Information given —
---+---

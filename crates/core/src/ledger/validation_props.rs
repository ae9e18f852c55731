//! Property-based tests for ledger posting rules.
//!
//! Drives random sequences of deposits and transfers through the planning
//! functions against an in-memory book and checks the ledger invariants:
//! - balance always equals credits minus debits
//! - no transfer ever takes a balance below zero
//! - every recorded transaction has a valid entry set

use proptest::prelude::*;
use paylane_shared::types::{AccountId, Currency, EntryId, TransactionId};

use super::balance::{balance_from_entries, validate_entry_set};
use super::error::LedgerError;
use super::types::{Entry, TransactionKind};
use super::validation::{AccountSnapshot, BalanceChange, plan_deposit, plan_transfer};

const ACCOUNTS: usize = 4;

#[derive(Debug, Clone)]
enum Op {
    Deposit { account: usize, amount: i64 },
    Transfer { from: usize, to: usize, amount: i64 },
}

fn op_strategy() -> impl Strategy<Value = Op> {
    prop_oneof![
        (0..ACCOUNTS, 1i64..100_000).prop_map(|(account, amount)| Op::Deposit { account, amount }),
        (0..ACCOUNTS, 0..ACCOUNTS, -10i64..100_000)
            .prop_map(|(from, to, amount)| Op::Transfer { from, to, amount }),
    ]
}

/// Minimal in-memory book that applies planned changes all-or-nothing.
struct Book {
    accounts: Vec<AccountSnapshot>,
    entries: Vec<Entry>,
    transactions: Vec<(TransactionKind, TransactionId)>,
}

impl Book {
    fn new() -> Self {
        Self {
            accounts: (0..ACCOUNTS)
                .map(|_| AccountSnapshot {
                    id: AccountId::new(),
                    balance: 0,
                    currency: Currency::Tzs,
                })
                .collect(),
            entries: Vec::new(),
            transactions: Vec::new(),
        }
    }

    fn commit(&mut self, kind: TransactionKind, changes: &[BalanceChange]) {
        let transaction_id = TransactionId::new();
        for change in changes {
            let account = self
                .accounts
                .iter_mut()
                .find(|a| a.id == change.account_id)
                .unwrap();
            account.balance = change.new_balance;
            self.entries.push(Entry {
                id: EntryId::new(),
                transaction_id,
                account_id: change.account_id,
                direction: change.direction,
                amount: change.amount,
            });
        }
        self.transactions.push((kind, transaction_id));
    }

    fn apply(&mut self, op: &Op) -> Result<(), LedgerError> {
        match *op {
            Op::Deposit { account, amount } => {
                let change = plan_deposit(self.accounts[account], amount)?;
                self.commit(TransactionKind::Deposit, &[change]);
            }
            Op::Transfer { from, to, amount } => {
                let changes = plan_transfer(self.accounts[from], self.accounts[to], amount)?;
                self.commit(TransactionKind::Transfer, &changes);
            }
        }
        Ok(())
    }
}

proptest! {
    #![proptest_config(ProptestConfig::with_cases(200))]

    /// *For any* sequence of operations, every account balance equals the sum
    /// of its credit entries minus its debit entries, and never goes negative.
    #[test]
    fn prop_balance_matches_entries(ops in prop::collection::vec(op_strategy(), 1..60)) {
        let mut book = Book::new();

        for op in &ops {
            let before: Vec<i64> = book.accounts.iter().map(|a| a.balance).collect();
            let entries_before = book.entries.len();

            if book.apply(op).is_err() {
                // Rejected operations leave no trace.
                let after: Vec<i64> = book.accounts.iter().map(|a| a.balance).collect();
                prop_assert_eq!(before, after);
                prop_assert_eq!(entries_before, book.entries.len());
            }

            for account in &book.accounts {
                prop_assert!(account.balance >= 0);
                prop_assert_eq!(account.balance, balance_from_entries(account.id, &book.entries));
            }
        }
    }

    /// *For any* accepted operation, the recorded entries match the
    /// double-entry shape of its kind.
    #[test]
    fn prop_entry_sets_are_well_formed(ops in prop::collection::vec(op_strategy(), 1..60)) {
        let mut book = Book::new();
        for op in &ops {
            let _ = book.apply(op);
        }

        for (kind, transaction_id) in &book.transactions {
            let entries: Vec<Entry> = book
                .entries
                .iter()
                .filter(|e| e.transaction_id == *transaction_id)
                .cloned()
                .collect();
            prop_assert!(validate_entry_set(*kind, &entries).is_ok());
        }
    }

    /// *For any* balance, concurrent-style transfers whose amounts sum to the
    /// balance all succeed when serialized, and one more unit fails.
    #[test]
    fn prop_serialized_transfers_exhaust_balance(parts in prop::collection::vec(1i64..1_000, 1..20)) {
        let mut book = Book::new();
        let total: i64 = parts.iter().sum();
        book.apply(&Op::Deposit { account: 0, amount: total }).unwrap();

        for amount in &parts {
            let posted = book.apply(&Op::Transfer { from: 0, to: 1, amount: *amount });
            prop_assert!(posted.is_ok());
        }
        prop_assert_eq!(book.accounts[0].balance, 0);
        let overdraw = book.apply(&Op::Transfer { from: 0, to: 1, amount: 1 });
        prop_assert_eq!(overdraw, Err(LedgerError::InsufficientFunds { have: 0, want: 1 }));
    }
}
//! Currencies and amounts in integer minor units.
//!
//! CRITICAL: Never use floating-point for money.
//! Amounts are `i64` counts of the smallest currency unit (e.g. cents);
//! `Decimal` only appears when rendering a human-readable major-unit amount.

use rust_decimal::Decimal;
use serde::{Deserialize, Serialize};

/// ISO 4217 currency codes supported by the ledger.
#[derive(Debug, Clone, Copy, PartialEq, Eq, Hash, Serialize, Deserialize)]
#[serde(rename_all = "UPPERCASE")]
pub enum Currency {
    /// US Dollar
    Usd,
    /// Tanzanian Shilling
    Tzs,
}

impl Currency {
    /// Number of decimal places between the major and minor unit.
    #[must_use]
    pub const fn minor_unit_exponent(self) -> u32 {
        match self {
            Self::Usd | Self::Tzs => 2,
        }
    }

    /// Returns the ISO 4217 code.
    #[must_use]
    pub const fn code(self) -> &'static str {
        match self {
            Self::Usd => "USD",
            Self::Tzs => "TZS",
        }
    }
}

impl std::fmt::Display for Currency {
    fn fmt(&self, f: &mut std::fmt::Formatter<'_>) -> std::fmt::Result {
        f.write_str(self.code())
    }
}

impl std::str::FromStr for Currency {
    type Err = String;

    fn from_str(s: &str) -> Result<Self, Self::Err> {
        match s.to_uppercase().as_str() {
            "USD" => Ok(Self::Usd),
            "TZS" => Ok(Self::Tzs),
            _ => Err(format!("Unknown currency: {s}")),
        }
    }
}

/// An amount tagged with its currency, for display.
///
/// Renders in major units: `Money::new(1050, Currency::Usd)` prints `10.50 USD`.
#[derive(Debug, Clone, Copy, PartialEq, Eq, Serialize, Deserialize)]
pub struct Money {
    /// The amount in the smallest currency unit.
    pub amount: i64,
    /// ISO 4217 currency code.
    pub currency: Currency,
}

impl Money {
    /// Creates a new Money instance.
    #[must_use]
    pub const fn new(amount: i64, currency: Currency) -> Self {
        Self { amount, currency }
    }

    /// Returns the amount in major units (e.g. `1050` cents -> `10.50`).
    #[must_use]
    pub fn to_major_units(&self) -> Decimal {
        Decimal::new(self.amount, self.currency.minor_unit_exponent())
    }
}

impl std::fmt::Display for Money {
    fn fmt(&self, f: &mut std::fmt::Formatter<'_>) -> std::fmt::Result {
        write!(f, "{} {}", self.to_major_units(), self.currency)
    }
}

---+---

Please copy out every line of the preceding listing that carries "LedgerError".

use super::error::LedgerError;
    fn apply(&mut self, op: &Op) -> Result<(), LedgerError> {
        prop_assert_eq!(overdraw, Err(LedgerError::InsufficientFunds { have: 0, want: 1 }));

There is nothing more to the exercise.